[Stored data]
==================================================

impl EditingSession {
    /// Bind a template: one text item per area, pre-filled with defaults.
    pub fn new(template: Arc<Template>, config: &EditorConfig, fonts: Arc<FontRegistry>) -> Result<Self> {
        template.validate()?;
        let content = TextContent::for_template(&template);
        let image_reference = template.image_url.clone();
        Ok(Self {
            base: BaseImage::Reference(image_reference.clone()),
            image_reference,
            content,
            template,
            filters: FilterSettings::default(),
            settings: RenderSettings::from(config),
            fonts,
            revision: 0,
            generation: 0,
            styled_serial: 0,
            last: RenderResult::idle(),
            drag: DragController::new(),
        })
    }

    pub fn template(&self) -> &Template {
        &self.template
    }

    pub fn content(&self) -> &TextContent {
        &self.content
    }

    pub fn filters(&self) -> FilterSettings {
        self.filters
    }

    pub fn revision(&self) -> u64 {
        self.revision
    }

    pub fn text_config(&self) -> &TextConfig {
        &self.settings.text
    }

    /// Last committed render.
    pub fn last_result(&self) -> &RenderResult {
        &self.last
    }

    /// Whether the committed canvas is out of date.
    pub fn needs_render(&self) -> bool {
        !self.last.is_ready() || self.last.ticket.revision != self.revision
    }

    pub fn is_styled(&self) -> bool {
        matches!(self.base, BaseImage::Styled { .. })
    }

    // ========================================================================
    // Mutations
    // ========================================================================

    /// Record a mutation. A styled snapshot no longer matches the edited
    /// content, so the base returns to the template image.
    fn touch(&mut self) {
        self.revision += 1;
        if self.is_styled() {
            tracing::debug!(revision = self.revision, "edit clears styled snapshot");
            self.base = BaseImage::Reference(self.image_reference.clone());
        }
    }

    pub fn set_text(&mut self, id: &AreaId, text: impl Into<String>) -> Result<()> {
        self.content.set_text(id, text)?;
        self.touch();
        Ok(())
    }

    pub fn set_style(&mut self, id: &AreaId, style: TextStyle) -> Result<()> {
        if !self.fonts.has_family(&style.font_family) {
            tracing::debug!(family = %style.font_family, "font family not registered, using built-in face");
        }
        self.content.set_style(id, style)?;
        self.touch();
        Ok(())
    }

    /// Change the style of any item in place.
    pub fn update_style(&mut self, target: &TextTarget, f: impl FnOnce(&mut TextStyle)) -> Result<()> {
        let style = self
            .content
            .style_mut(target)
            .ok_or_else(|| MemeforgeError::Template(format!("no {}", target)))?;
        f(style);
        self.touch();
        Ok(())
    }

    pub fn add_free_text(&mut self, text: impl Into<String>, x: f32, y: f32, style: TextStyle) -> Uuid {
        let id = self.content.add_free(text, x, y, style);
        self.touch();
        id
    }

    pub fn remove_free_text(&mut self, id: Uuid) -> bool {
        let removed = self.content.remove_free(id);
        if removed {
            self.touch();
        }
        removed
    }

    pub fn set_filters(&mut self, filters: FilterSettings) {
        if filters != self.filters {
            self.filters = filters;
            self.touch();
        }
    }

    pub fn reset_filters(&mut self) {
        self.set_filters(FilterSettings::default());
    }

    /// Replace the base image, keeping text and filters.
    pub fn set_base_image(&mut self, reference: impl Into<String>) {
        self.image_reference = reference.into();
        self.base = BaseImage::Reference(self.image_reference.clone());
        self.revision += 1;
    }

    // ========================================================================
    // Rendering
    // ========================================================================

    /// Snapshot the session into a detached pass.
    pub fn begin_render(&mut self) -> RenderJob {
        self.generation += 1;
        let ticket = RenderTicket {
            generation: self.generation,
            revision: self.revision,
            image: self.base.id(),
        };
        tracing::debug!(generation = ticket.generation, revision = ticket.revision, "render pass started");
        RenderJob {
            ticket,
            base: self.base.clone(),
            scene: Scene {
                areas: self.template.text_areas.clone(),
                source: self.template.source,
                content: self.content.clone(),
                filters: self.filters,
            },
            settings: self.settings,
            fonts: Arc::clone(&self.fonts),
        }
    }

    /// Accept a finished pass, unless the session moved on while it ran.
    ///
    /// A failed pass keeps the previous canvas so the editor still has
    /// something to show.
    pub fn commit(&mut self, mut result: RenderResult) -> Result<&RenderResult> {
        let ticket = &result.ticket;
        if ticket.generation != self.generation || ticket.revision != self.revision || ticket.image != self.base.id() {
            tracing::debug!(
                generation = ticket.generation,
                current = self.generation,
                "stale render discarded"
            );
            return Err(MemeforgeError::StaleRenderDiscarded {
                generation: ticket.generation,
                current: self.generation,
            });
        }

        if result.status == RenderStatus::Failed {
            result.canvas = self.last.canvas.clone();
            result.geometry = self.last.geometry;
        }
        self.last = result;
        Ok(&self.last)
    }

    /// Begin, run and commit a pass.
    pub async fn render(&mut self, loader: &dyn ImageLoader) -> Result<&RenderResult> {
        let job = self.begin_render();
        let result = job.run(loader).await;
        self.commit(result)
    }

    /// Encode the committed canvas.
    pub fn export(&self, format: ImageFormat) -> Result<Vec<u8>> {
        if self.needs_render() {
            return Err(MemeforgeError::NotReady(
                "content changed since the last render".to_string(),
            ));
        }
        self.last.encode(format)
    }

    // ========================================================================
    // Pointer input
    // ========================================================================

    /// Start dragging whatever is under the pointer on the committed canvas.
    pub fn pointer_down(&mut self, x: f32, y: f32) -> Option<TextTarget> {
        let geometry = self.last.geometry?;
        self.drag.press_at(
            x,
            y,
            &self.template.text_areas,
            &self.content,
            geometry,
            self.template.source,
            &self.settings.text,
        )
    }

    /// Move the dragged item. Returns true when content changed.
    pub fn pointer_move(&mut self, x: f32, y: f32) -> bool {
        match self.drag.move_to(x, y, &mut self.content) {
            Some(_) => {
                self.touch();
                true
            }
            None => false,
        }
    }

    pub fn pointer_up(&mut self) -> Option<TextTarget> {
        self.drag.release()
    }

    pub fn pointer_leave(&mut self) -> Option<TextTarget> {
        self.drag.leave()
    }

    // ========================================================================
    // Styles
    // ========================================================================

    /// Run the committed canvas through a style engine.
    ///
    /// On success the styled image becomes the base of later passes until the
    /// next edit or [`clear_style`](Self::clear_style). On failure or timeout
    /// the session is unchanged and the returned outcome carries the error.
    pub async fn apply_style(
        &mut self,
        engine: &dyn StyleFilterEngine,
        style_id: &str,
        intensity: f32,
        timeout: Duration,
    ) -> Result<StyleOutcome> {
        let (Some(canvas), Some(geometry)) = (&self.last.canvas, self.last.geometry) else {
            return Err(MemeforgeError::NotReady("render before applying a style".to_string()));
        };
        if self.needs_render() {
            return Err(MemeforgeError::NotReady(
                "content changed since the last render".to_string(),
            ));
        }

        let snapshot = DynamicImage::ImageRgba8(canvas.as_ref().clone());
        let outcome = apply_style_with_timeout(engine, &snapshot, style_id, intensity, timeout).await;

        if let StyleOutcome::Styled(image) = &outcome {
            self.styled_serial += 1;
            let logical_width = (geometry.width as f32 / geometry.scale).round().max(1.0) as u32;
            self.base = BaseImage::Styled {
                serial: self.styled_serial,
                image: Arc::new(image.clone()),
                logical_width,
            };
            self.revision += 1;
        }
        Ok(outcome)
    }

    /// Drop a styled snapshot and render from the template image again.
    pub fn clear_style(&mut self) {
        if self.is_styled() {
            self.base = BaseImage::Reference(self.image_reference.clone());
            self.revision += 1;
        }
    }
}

==================================================

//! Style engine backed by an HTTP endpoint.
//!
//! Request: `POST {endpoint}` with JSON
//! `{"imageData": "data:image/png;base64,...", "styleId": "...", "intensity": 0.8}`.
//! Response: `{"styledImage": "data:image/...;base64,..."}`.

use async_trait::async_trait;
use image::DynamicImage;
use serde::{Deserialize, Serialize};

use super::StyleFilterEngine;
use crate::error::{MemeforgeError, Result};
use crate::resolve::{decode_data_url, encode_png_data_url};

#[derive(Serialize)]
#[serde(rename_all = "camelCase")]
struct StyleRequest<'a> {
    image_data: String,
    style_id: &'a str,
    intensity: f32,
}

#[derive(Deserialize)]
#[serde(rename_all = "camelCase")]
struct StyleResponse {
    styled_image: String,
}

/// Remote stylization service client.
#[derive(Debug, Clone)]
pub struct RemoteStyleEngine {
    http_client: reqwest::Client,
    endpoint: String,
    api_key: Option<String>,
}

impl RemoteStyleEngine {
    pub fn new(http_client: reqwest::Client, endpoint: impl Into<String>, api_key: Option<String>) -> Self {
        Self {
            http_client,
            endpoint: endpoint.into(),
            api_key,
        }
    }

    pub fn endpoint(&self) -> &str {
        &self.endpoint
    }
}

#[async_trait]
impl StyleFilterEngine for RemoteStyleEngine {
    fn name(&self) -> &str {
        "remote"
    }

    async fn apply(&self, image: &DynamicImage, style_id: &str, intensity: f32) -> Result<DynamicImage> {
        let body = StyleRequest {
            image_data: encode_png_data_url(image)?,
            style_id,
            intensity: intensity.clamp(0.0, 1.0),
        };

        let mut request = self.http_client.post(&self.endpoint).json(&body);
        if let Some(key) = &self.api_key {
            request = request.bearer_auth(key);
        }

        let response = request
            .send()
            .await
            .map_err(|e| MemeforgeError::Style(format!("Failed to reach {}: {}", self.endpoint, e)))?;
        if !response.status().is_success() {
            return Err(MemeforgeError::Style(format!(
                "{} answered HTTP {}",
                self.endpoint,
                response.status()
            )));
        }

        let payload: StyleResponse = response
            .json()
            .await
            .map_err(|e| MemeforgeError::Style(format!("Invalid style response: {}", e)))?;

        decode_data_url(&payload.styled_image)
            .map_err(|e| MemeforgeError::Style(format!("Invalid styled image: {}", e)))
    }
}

==================================================

Problem statement:
Your answer should hold every line of the entries that contains the string "Deserialize".

Problem solution:
use serde::{Deserialize, Serialize};
#[derive(Deserialize)]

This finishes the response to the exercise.